Note well: nearly all the House Republicans voted against the deal, as did key Senators like Marco Rubio, Mike Lee, etc. The tax-and-spend nightmare is brought to you by the Dems: Obama, Reid, and nearly every single House Democrat. Boehner will get his come-uppance shortly.
That said, it's not fair to cast what the Boehner group did as a "sell out": from where they're sitting, they managed to make permanent the vast majority of the Bush tax cuts and avoid draconian, devastating spending cuts to our military in time of war. That much is admirable. These are good guys who took the best deal they thought they could get.
The issue is not that they "sold out": again, they did not.
The issue is that they're idiots.
Why? Because all money bills must originate in the House: Obama cannot so much as add one paperclip to this government if the House refuses to pay for it.

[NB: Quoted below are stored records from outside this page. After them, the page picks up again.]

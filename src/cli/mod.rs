//! CLI module for cutlist
//!
//! Argument parsing, configuration overrides and command dispatch.

use std::path::PathBuf;

use anyhow::Result;
use clap::{Parser, Subcommand};

use crate::config::CutlistConfig;

pub mod args;
pub mod commands;

/// Non-destructive video editing from the command line
///
/// Projects are edit decision lists over source media. Nothing touches the
/// sources until `export` renders the timeline.
#[derive(Parser, Debug)]
#[command(name = "cutlist")]
#[command(about = "cutlist - edit decision lists with smart-cut export")]
#[command(version)]
pub struct Cli {
    /// Config file (default: $CUTLIST_CONFIG or ./cutlist.toml)
    #[arg(long, global = true)]
    pub config: Option<PathBuf>,

    /// Logging level (error, warn, info, debug, trace)
    #[arg(long, global = true)]
    pub log_level: Option<String>,

    /// Emit logs as JSON lines
    #[arg(long, global = true)]
    pub json_logs: bool,

    /// The command to execute
    #[command(subcommand)]
    pub command: Commands,
}

/// Available commands
#[derive(Subcommand, Debug)]
pub enum Commands {
    /// Create a project over one source
    New(args::NewArgs),
    /// Apply edit operations to a project
    Edit(args::EditArgs),
    /// Show a project or probe a media file
    Inspect(args::InspectArgs),
    /// Convert between timeline and source time
    Map(args::MapArgs),
    /// Render a project to a media file
    Export(args::ExportArgs),
    /// Remove stale scratch directories
    Clean(args::CleanArgs),
}

impl Cli {
    /// Command-line flags take precedence over file and environment
    pub fn apply_overrides(&self, config: &mut CutlistConfig) -> Result<()> {
        if let Some(level) = &self.log_level {
            config.logging.level = level.clone();
        }
        if self.json_logs {
            config.logging.json = true;
        }

        if let Commands::Export(args) = &self.command {
            if let Some(codec) = &args.codec {
                config.encoder.video_codec = codec.clone();
            }
            if let Some(crf) = args.crf {
                config.encoder.crf = crf;
            }
            if let Some(workers) = args.workers {
                config.export.workers = workers;
            }
            if args.parallel {
                config.export.parallel = true;
            }
            if let Some(dir) = &args.scratch_dir {
                config.export.scratch_dir = Some(dir.clone());
            }
        }

        config.validate()?;
        Ok(())
    }
}

#[cfg(test)]
mod tests {
    use super::*;

    #[test]
    fn test_export_flags_override_config() {
        let cli = Cli::parse_from([
            "cutlist",
            "--log-level",
            "debug",
            "export",
            "p.json",
            "--out",
            "o.mp4",
            "--crf",
            "30",
            "--parallel",
            "--workers",
            "3",
        ]);
        let mut config = CutlistConfig::default();
        cli.apply_overrides(&mut config).unwrap();

        assert_eq!(config.logging.level, "debug");
        assert_eq!(config.encoder.crf, 30);
        assert!(config.export.parallel);
        assert_eq!(config.export.workers, 3);
    }

    #[test]
    fn test_map_requires_a_time() {
        assert!(Cli::try_parse_from(["cutlist", "map", "p.json"]).is_err());
        assert!(Cli::try_parse_from(["cutlist", "map", "p.json", "--at", "5", "--source-time", "3"]).is_err());
        assert!(Cli::try_parse_from(["cutlist", "map", "p.json", "--source-time", "3", "--nearest"]).is_ok());
    }

    #[test]
    fn test_crf_out_of_range_rejected() {
        assert!(Cli::try_parse_from(["cutlist", "export", "p.json", "--out", "o.mp4", "--crf", "60"]).is_err());
    }
}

They have way more power than they think. They can force Obama to heel in a thousand ways. They aren't sell-outs: they're just terrible negotiators.

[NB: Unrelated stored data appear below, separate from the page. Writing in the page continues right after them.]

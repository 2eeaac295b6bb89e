// Domain models - Core types and data structures

use std::fmt;
use std::path::{Path, PathBuf};

use serde::{Deserialize, Serialize};

use crate::domain::errors::EditError;

#[cfg(test)]
mod tests;

/// Time specification with precision - represents time in seconds with fractional precision
#[derive(Debug, Clone, Copy, PartialEq, PartialOrd)]
pub struct TimeSpec {
    pub seconds: f64,
}

impl TimeSpec {
    /// Create a new TimeSpec from seconds
    pub fn from_seconds(seconds: f64) -> Self {
        Self { seconds }
    }

    pub fn as_seconds(&self) -> f64 {
        self.seconds
    }

    /// Parse time string: seconds, MM:SS.ms or HH:MM:SS.ms
    pub fn parse(time_str: &str) -> Result<Self, EditError> {
        let trimmed = time_str.trim();

        if let Ok(seconds) = trimmed.parse::<f64>() {
            if seconds < 0.0 || !seconds.is_finite() {
                return Err(EditError::BadArgs(format!(
                    "Time must be a non-negative number: {}",
                    trimmed
                )));
            }
            return Ok(Self::from_seconds(seconds));
        }

        let parts: Vec<&str> = trimmed.split(':').collect();
        let parse_unit = |part: &str, what: &str| {
            part.parse::<u32>()
                .map_err(|_| EditError::BadArgs(format!("Invalid {} in '{}'", what, trimmed)))
        };
        let parse_seconds = |part: &str| {
            let value = part
                .parse::<f64>()
                .map_err(|_| EditError::BadArgs(format!("Invalid seconds in '{}'", trimmed)))?;
            if !(0.0..60.0).contains(&value) {
                return Err(EditError::BadArgs(format!(
                    "Seconds must be less than 60 in '{}'",
                    trimmed
                )));
            }
            Ok(value)
        };

        match parts.as_slice() {
            [minutes, seconds] => {
                let minutes = parse_unit(minutes, "minutes")?;
                let seconds = parse_seconds(seconds)?;
                Ok(Self::from_seconds(minutes as f64 * 60.0 + seconds))
            }
            [hours, minutes, seconds] => {
                let hours = parse_unit(hours, "hours")?;
                let minutes = parse_unit(minutes, "minutes")?;
                if minutes >= 60 {
                    return Err(EditError::BadArgs(format!(
                        "Minutes must be less than 60 in '{}'",
                        trimmed
                    )));
                }
                let seconds = parse_seconds(seconds)?;
                Ok(Self::from_seconds(
                    hours as f64 * 3600.0 + minutes as f64 * 60.0 + seconds,
                ))
            }
            _ => Err(EditError::BadArgs(format!(
                "Invalid time format '{}'. Supported formats: seconds (123.45), MM:SS.ms (2:30.5), HH:MM:SS.ms (1:02:30.5)",
                trimmed
            ))),
        }
    }

    /// Format as HH:MM:SS.ms (hours omitted when zero)
    pub fn format_hms(&self) -> String {
        let total_millis = (self.seconds.max(0.0) * 1000.0).round() as u64;
        let hours = total_millis / 3_600_000;
        let minutes = (total_millis % 3_600_000) / 60_000;
        let seconds = (total_millis % 60_000) / 1000;
        let milliseconds = total_millis % 1000;

        if hours > 0 {
            format!("{:02}:{:02}:{:02}.{:03}", hours, minutes, seconds, milliseconds)
        } else {
            format!("{:02}:{:02}.{:03}", minutes, seconds, milliseconds)
        }
    }
}

impl fmt::Display for TimeSpec {
    fn fmt(&self, f: &mut fmt::Formatter<'_>) -> fmt::Result {
        write!(f, "{}", self.format_hms())
    }
}

/// Identifies one original media file. The value is the media path.
#[derive(Debug, Clone, PartialEq, Eq, Hash, PartialOrd, Ord, Serialize, Deserialize)]
#[serde(transparent)]
pub struct SourceId(String);

impl SourceId {
    pub fn new(id: impl Into<String>) -> Self {
        Self(id.into())
    }

    pub fn as_str(&self) -> &str {
        &self.0
    }

    pub fn as_path(&self) -> &Path {
        Path::new(&self.0)
    }
}

impl fmt::Display for SourceId {
    fn fmt(&self, f: &mut fmt::Formatter<'_>) -> fmt::Result {
        f.write_str(&self.0)
    }
}

impl From<&str> for SourceId {
    fn from(value: &str) -> Self {
        Self(value.to_string())
    }
}

impl From<String> for SourceId {
    fn from(value: String) -> Self {
        Self(value)
    }
}

impl From<&Path> for SourceId {
    fn from(value: &Path) -> Self {
        Self(value.to_string_lossy().into_owned())
    }
}

/// A contiguous range of one source file, placed on the timeline.
///
/// Segments are values: edits replace them, never mutate them in place.
#[derive(Debug, Clone, PartialEq, Serialize, Deserialize)]
pub struct Segment {
    pub start: f64,
    pub end: f64,
    pub source: SourceId,
}

impl Segment {
    /// Create a segment, enforcing `end > start`
    pub fn new(start: f64, end: f64, source: impl Into<SourceId>) -> Result<Self, EditError> {
        if !start.is_finite() || !end.is_finite() || start < 0.0 {
            return Err(EditError::InvalidSegment(format!(
                "bounds must be finite and non-negative ({}, {})",
                start, end
            )));
        }
        if end <= start {
            return Err(EditError::InvalidSegment(format!(
                "end ({:.3}s) must be greater than start ({:.3}s)",
                end, start
            )));
        }
        Ok(Self {
            start,
            end,
            source: source.into(),
        })
    }

    pub fn duration(&self) -> f64 {
        self.end - self.start
    }

    /// Same source, new bounds. Callers guarantee `end > start`.
    pub(crate) fn with_bounds(&self, start: f64, end: f64) -> Self {
        Self {
            start,
            end,
            source: self.source.clone(),
        }
    }

    /// Half-open containment `[start, end)` of a source time
    pub fn contains_source_time(&self, time: f64) -> bool {
        time >= self.start && time < self.end
    }
}

/// Ordered segments tiling the virtual timeline, plus the default source
#[derive(Debug, Clone, PartialEq, Default, Serialize, Deserialize)]
pub struct Timeline {
    pub(crate) segments: Vec<Segment>,
    pub(crate) primary_source: Option<SourceId>,
}

impl Timeline {
    /// Empty timeline with no primary source
    pub fn new() -> Self {
        Self::default()
    }

    /// Timeline holding one segment spanning the whole source
    pub fn from_source(source: impl Into<SourceId>, duration: f64) -> Result<Self, EditError> {
        let source = source.into();
        let segment = Segment::new(0.0, duration, source.clone())?;
        Ok(Self {
            segments: vec![segment],
            primary_source: Some(source),
        })
    }

    /// Build from stored segments; segments are checked for `end > start`
    pub fn from_segments(
        segments: Vec<Segment>,
        primary_source: Option<SourceId>,
    ) -> Result<Self, EditError> {
        for segment in &segments {
            if segment.end <= segment.start {
                return Err(EditError::InvalidSegment(format!(
                    "end ({:.3}s) must be greater than start ({:.3}s)",
                    segment.end, segment.start
                )));
            }
        }
        Ok(Self {
            segments,
            primary_source,
        })
    }

    pub fn segments(&self) -> &[Segment] {
        &self.segments
    }

    pub fn primary_source(&self) -> Option<&SourceId> {
        self.primary_source.as_ref()
    }

    pub fn is_empty(&self) -> bool {
        self.segments.is_empty()
    }

    pub fn len(&self) -> usize {
        self.segments.len()
    }

    /// Sum of segment durations
    pub fn total_duration(&self) -> f64 {
        self.segments.iter().map(Segment::duration).sum()
    }

    /// Distinct sources in first-appearance order
    pub fn sources(&self) -> Vec<SourceId> {
        let mut seen: Vec<SourceId> = Vec::new();
        for segment in &self.segments {
            if !seen.contains(&segment.source) {
                seen.push(segment.source.clone());
            }
        }
        seen
    }
}

/// Last copied or cut material
#[derive(Debug, Clone, PartialEq, Serialize, Deserialize)]
pub struct Clipboard {
    pub source: Option<SourceId>,
    pub segments: Vec<Segment>,
    pub duration: f64,
}

impl Clipboard {
    pub fn new(source: Option<SourceId>, segments: Vec<Segment>) -> Self {
        let duration = segments.iter().map(Segment::duration).sum();
        Self {
            source,
            segments,
            duration,
        }
    }
}

/// Visual style of a timed effect
#[derive(Debug, Clone, Copy, PartialEq, Eq, Hash, Serialize, Deserialize)]
#[serde(rename_all = "kebab-case")]
pub enum TransitionKind {
    FadeBlack,
    FadeWhite,
    Blur,
    Flash,
}

impl TransitionKind {
    pub fn parse(kind: &str) -> Result<Self, EditError> {
        match kind.trim().to_lowercase().as_str() {
            "fade-black" | "fade" | "fadeblack" => Ok(TransitionKind::FadeBlack),
            "fade-white" | "fadewhite" => Ok(TransitionKind::FadeWhite),
            "blur" => Ok(TransitionKind::Blur),
            "flash" => Ok(TransitionKind::Flash),
            other => Err(EditError::BadArgs(format!(
                "Unknown transition '{}'. Valid kinds: fade-black, fade-white, blur, flash",
                other
            ))),
        }
    }

    pub fn as_str(&self) -> &'static str {
        match self {
            TransitionKind::FadeBlack => "fade-black",
            TransitionKind::FadeWhite => "fade-white",
            TransitionKind::Blur => "blur",
            TransitionKind::Flash => "flash",
        }
    }
}

impl fmt::Display for TransitionKind {
    fn fmt(&self, f: &mut fmt::Formatter<'_>) -> fmt::Result {
        f.write_str(self.as_str())
    }
}

/// A timed effect placed on the assembled clip's time axis
#[derive(Debug, Clone, PartialEq, Serialize, Deserialize)]
pub struct TransitionEffect {
    pub time: f64,
    pub kind: TransitionKind,
    pub duration: f64,
    #[serde(default)]
    pub use_effect_audio: bool,
}

impl TransitionEffect {
    pub fn new(
        time: f64,
        kind: TransitionKind,
        duration: f64,
        use_effect_audio: bool,
    ) -> Result<Self, EditError> {
        if time < 0.0 || !time.is_finite() {
            return Err(EditError::BadArgs(format!("Invalid effect time {}", time)));
        }
        if duration <= 0.0 || !duration.is_finite() {
            return Err(EditError::BadArgs(format!(
                "Effect duration must be positive, got {}",
                duration
            )));
        }
        Ok(Self {
            time,
            kind,
            duration,
            use_effect_audio,
        })
    }

    /// Start of the visible effect, before padding
    pub fn effect_start(&self) -> f64 {
        self.time - self.duration / 2.0
    }

    pub fn effect_end(&self) -> f64 {
        self.time + self.duration / 2.0
    }
}

/// Merged window of nearby effects sharing one re-encode
#[derive(Debug, Clone, PartialEq)]
pub struct RenderCluster {
    pub start: f64,
    pub end: f64,
    pub effects: Vec<TransitionEffect>,
}

impl RenderCluster {
    pub fn duration(&self) -> f64 {
        self.end - self.start
    }
}

/// Editable project state: the timeline, placed effects and extra assets
#[derive(Debug, Clone, PartialEq, Default)]
pub struct Project {
    pub timeline: Timeline,
    pub transitions: Vec<TransitionEffect>,
    pub assets: Vec<PathBuf>,
}

impl Project {
    pub fn new(timeline: Timeline) -> Self {
        Self {
            timeline,
            ..Self::default()
        }
    }

    /// Effects in time order
    pub fn sorted_transitions(&self) -> Vec<TransitionEffect> {
        let mut effects = self.transitions.clone();
        effects.sort_by(|a, b| a.time.total_cmp(&b.time));
        effects
    }
}

/// Kind of an elementary media stream
#[derive(Debug, Clone, Copy, PartialEq, Eq, Serialize, Deserialize)]
#[serde(rename_all = "lowercase")]
pub enum StreamKind {
    Video,
    Audio,
    Subtitle,
    Data,
}

/// One stream reported by the probe
#[derive(Debug, Clone, PartialEq, Serialize, Deserialize)]
pub struct StreamInfo {
    pub index: usize,
    pub kind: StreamKind,
    pub codec: String,
    pub width: Option<u32>,
    pub height: Option<u32>,
    pub sample_rate: Option<u32>,
}

/// Result of probing a media file
#[derive(Debug, Clone, PartialEq, Serialize, Deserialize)]
pub struct MediaProbe {
    pub path: PathBuf,
    pub duration: f64,
    pub streams: Vec<StreamInfo>,
}

impl MediaProbe {
    pub fn primary_video(&self) -> Option<&StreamInfo> {
        self.streams.iter().find(|s| s.kind == StreamKind::Video)
    }

    pub fn has_audio(&self) -> bool {
        self.streams.iter().any(|s| s.kind == StreamKind::Audio)
    }

    pub fn video_codec(&self) -> Option<&str> {
        self.primary_video().map(|s| s.codec.as_str())
    }

    /// Sample rate of the first audio stream that reports one
    pub fn audio_sample_rate(&self) -> Option<u32> {
        self.streams
            .iter()
            .filter(|s| s.kind == StreamKind::Audio)
            .find_map(|s| s.sample_rate)
    }
}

Our friend and former DCRA President Grover Norquist says that the 85 House Republicans who voted for the deal deserve "political cover" in that they certainly did not vote to raise taxes. He's right. The Bush tax cuts having lapsed, every one of them was not only voting for a tax cut, they were voting for it to be made permanent, something the Dems have prevented since 2001. This is admirable. It's even an achievement.
It's just not leadership.
We have to quit with this juvenile false dichotomy of "faithful" vs. "sell-out". It's rarely that simple. None of our guys sold us out last night. Faithfulness is not their problem: competence is. Remember, Neville Chamberlain was not a traitor, just a really bad negotiator. If he'd been serving in a Churchill-led government, he'd have voted just fine. What we need is some musical chairs. Now.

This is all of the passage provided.